# Automatic Evaluation for Question Generation and Question Answering 

Commonly used techniques for evaluating text in machine learning include [BLEU](https://en.wikipedia.org/wiki/BLEU) and [ROUGE](https://en.wikipedia.org/wiki/ROUGE_(metric), both of which heavily focus on n-gram overlap between the reference text and what was generated (may or may not be sensitive to word order).

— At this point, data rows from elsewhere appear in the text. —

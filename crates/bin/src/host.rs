//! Arena host: runs the authoritative world and serves observers over websockets.

use engine::{link, run_session, Autopilot, Config, HostTransport, SessionController, SessionRole, TickOutput};
use tokio::net::TcpListener;
use tokio::sync::watch;
use tracing::{error, info};
use tracing_subscriber::EnvFilter;

/// Frames between status lines.
const STATUS_EVERY: u64 = 250;

#[tokio::main]
async fn main() -> anyhow::Result<()> {
    // Initialize logging
    tracing_subscriber::fmt()
        .with_env_filter(
            EnvFilter::try_from_default_env().unwrap_or_else(|_| EnvFilter::new("info")),
        )
        .init();

    info!("Arena host v{}", env!("CARGO_PKG_VERSION"));

    let config = Config::load()?;
    info!("Loaded configuration");
    info!("  Listen: {}:{}", config.net.bind, config.net.port);
    info!("  Border: {}x{}", config.border.width, config.border.height);
    info!("  Broadcast every {} ticks", config.session.broadcast_interval);

    let listener = TcpListener::bind((config.net.bind.as_str(), config.net.port)).await?;
    let (authority, port) = link();
    let (cancel_tx, cancel_rx) = watch::channel(false);
    let transport = tokio::spawn(HostTransport::new(port).serve(listener, cancel_rx.clone()));

    let pilot = Autopilot::new(config.player.min_split_mass as f32, config.session.seed);
    let session = SessionController::new(config, SessionRole::Authority(authority));

    tokio::spawn(async move {
        match tokio::signal::ctrl_c().await {
            Ok(()) => info!("Shutting down"),
            Err(e) => error!("Failed to listen for ctrl-c: {}", e),
        }
        let _ = cancel_tx.send(true);
    });

    let summary = run_session(session, pilot, status_sink(), cancel_rx).await;
    transport.await??;
    info!("Stopped after {} ticks", summary.ticks);
    Ok(())
}

fn status_sink() -> impl FnMut(&TickOutput) + Send {
    let mut frames = 0u64;
    move |out: &TickOutput| {
        frames += 1;
        if frames % STATUS_EVERY == 0 {
            info!(
                "Tick {}: {:?}, score {:.0}, {} players, {} cells",
                out.tick,
                out.phase,
                out.score,
                out.snapshot.players.len(),
                out.snapshot.cells.len()
            );
        }
    }
}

However, given the generative nature of our problem, these scores may not fully indicate how "good" the results are. For example, the following question is a valid question that could be generated from the context, but it has almost no overlap with the 'gold standard' reference text, and thus achieves a poor BLEU and ROUGE score: 

- **Context**: As this was the 50th super bowl, the league emphasized the "Golden Anniversary" with various gold-themed initiatives , as well as temporarily suspending the tradition of naming each super bowl game with roman numerals (under which the game would have been known as "Super Bowl L"), so that the logo could prominently feature the Arabic numerals 50. 
- **Reference Question**: If Roman numerals were used, what would Super Bowl 50 have been called?
- **Generated Question**: What is the “Golden Anniversary?”

Many scholars use these scores, in conjunction with human ratings for "naturalness," clarity, etc. to gain a better understanding of their performance. The evaluation package provided by [Chen et al. (2015)](https://arxiv.org/pdf/1504.00325.pdf) on [Github](https://github.com/tylin/coco-caption), originally used for image captions, includes a suite of evaluation metrics that can be used. 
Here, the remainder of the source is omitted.